▸ **Saved data entries**:
########################################

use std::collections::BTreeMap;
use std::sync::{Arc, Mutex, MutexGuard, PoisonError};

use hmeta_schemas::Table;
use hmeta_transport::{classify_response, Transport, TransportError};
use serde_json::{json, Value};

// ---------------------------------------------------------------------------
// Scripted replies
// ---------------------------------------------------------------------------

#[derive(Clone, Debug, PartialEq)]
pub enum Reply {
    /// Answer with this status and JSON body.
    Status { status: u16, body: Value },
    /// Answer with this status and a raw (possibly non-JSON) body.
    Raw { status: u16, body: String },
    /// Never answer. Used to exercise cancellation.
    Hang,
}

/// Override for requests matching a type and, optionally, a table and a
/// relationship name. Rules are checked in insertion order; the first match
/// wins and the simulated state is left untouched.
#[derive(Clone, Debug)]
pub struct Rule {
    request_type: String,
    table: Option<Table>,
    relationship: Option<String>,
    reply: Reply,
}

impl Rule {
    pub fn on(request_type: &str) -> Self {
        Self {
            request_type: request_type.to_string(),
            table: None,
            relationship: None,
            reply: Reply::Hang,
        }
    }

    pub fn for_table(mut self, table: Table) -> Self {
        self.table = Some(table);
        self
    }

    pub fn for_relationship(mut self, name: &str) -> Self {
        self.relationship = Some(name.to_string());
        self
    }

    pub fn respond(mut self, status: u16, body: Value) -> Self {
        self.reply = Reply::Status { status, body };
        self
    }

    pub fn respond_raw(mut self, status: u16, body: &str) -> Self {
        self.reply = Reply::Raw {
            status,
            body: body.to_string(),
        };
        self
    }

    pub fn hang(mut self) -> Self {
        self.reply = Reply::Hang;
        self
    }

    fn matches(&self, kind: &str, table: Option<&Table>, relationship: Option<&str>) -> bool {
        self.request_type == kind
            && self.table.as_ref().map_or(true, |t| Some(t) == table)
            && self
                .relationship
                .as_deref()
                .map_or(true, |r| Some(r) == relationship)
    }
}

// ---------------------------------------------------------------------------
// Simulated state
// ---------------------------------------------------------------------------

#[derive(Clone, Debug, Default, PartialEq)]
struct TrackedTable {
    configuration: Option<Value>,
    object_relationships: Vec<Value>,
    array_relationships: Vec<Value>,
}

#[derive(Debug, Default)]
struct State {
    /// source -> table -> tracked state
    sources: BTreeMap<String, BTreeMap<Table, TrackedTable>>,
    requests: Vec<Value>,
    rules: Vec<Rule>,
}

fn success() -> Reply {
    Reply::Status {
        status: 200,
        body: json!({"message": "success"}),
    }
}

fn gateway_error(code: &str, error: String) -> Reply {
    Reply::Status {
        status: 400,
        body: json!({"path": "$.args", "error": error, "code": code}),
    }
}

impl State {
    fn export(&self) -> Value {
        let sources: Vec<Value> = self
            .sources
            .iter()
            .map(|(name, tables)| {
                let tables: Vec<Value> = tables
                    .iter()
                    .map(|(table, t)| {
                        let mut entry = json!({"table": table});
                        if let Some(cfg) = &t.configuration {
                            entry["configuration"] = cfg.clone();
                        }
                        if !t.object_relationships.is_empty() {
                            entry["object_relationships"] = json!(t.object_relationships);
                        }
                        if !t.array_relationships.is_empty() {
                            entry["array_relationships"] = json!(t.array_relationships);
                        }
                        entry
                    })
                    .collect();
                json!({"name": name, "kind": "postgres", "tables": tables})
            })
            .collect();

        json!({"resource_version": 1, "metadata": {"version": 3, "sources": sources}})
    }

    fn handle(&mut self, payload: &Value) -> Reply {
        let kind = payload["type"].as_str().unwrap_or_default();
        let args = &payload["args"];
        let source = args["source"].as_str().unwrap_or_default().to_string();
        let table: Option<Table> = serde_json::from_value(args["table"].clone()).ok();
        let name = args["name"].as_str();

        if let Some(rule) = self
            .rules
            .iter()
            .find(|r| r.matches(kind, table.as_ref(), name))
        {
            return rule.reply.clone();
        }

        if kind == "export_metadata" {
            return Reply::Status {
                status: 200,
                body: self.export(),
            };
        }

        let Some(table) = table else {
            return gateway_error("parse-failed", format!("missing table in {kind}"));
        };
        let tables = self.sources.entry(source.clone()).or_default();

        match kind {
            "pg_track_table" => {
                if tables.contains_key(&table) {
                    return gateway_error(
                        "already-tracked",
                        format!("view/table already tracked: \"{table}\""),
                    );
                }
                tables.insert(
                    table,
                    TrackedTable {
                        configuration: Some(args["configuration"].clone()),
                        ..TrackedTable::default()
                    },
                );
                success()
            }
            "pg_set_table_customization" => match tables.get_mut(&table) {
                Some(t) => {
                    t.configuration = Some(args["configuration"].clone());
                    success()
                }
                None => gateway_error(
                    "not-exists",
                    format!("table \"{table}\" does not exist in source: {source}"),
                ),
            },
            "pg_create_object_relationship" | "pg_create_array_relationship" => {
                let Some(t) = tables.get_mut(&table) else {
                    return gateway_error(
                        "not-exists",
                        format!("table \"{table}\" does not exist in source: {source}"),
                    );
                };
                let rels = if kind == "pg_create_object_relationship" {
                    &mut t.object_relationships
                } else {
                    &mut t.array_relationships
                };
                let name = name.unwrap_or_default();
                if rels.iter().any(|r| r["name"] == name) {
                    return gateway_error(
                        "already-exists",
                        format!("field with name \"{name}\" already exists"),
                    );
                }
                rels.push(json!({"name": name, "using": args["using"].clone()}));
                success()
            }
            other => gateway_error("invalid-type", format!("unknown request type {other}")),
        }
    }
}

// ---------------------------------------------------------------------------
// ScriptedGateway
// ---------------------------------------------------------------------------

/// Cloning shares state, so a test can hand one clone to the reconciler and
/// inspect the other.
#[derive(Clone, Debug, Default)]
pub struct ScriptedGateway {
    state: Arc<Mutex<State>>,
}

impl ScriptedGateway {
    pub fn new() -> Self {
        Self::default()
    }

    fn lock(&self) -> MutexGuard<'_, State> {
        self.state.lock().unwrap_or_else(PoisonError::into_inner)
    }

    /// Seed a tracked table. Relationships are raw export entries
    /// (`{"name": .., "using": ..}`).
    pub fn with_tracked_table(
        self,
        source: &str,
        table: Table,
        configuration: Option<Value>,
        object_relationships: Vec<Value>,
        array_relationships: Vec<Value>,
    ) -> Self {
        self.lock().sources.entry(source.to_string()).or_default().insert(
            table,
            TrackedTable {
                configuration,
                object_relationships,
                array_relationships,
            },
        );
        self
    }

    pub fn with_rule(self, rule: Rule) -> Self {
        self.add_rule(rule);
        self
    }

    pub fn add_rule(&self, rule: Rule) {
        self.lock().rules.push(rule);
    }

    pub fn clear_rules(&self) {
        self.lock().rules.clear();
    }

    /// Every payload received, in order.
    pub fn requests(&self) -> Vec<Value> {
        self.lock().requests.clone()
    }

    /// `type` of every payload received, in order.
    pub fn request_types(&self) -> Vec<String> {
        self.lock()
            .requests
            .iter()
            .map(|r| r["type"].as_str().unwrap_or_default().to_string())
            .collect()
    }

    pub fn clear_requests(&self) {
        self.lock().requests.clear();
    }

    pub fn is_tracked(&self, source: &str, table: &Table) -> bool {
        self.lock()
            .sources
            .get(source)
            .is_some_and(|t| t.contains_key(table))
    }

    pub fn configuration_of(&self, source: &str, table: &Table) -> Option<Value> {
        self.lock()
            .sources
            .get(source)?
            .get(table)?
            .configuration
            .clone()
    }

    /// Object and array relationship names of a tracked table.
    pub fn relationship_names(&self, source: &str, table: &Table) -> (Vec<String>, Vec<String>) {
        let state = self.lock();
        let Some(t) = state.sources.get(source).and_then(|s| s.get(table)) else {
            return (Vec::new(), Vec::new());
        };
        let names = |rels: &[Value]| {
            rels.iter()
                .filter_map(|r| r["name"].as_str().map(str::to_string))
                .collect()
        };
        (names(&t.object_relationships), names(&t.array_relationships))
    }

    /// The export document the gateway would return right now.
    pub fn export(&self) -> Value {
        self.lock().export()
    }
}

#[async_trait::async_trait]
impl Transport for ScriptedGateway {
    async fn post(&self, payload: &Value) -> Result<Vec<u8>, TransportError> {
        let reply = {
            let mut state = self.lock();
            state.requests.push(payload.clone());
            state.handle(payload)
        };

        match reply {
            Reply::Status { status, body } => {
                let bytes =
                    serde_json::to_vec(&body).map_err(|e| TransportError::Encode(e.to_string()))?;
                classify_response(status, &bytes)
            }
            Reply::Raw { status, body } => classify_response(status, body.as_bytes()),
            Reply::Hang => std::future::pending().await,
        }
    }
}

########################################

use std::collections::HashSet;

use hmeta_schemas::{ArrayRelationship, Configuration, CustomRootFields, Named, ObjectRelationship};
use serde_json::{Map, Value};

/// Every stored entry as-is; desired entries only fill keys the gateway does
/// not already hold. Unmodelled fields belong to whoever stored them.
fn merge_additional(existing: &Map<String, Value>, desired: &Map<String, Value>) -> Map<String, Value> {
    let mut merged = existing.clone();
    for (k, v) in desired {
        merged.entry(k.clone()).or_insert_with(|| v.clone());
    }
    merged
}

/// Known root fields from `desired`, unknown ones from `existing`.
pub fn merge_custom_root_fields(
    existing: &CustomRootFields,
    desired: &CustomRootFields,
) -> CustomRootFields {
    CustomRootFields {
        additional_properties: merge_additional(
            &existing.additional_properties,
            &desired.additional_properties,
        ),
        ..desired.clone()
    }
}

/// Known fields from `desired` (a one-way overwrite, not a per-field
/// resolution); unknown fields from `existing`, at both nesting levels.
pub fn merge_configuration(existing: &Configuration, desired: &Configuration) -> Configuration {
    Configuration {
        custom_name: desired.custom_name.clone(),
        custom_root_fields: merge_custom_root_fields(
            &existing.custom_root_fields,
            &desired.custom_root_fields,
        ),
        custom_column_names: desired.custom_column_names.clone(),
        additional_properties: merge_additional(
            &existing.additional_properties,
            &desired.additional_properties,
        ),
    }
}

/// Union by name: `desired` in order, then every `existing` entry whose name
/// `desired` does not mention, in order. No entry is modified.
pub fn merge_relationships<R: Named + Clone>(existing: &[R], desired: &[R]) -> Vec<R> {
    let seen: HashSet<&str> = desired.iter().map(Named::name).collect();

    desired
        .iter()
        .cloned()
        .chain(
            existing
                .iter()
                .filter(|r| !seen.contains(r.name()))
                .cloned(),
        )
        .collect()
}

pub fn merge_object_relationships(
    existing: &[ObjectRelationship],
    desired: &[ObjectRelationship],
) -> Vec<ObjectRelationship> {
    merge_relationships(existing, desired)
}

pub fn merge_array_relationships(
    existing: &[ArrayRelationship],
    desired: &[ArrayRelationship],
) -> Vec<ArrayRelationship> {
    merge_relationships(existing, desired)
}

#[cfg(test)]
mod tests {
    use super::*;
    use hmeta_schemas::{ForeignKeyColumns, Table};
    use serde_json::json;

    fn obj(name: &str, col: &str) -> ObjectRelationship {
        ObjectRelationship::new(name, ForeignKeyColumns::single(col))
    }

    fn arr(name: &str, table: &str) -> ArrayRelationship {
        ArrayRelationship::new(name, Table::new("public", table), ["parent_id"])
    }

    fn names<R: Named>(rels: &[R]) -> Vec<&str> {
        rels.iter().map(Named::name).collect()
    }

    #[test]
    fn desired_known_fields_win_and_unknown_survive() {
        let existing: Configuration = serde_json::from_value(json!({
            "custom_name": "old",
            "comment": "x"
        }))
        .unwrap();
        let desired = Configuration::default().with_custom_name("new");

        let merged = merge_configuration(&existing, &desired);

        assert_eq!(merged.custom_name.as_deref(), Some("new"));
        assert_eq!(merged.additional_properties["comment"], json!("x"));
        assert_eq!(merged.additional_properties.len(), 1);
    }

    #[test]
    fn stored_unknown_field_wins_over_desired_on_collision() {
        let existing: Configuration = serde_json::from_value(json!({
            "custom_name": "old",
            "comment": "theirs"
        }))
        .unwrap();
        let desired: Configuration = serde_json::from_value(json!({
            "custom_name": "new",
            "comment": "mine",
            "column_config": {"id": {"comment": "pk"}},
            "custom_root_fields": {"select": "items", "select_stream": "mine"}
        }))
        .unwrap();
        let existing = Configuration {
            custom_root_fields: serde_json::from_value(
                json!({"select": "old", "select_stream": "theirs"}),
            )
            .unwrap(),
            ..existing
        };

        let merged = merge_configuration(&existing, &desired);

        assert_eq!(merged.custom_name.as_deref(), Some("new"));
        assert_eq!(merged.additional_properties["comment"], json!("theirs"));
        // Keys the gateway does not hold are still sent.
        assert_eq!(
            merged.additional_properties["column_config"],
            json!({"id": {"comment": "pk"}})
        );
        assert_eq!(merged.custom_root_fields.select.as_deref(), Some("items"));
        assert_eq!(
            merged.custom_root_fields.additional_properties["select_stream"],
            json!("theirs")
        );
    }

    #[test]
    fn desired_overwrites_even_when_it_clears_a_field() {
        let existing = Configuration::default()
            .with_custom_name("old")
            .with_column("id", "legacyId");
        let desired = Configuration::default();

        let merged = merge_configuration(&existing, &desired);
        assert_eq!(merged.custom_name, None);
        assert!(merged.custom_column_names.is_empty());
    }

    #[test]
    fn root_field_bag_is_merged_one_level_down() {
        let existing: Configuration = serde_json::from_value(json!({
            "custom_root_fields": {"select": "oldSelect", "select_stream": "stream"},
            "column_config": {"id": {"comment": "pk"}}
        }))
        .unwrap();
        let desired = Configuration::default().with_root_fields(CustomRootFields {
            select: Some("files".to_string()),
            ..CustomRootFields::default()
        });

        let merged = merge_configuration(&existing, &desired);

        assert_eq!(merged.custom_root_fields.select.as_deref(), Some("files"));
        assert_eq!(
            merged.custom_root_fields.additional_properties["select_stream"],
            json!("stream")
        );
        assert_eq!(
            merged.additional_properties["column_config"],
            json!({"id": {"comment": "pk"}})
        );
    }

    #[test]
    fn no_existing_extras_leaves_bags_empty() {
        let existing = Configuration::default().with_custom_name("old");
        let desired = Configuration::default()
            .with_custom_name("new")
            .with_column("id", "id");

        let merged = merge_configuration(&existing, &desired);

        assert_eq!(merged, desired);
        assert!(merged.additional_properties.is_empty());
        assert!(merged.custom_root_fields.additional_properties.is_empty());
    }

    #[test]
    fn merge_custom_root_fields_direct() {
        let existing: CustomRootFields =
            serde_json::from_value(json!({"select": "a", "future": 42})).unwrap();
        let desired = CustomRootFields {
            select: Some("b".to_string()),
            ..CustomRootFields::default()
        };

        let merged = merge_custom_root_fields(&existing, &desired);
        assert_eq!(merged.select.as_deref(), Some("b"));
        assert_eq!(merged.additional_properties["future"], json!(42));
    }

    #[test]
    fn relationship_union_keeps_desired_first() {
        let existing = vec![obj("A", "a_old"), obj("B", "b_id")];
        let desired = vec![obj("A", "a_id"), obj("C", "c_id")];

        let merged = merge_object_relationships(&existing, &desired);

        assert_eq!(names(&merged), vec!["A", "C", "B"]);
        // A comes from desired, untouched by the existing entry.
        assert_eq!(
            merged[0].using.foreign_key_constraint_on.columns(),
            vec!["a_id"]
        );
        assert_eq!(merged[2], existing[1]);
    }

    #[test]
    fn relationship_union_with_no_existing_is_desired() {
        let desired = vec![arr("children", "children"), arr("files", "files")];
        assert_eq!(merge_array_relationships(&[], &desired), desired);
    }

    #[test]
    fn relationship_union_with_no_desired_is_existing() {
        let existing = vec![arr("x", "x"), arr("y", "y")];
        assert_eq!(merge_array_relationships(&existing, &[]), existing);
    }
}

########################################

What is needed is an exact copy of the lines above, from the one containing "use std::collections::BTreeMap;" through the one containing "table and a", with nothing added.

▸ **PROBLEM SOLUTION**:
use std::collections::BTreeMap;
use std::sync::{Arc, Mutex, MutexGuard, PoisonError};

use hmeta_schemas::Table;
use hmeta_transport::{classify_response, Transport, TransportError};
use serde_json::{json, Value};

// ---------------------------------------------------------------------------
// Scripted replies
// ---------------------------------------------------------------------------

#[derive(Clone, Debug, PartialEq)]
pub enum Reply {
    /// Answer with this status and JSON body.
    Status { status: u16, body: Value },
    /// Answer with this status and a raw (possibly non-JSON) body.
    Raw { status: u16, body: String },
    /// Never answer. Used to exercise cancellation.
    Hang,
}

/// Override for requests matching a type and, optionally, a table and a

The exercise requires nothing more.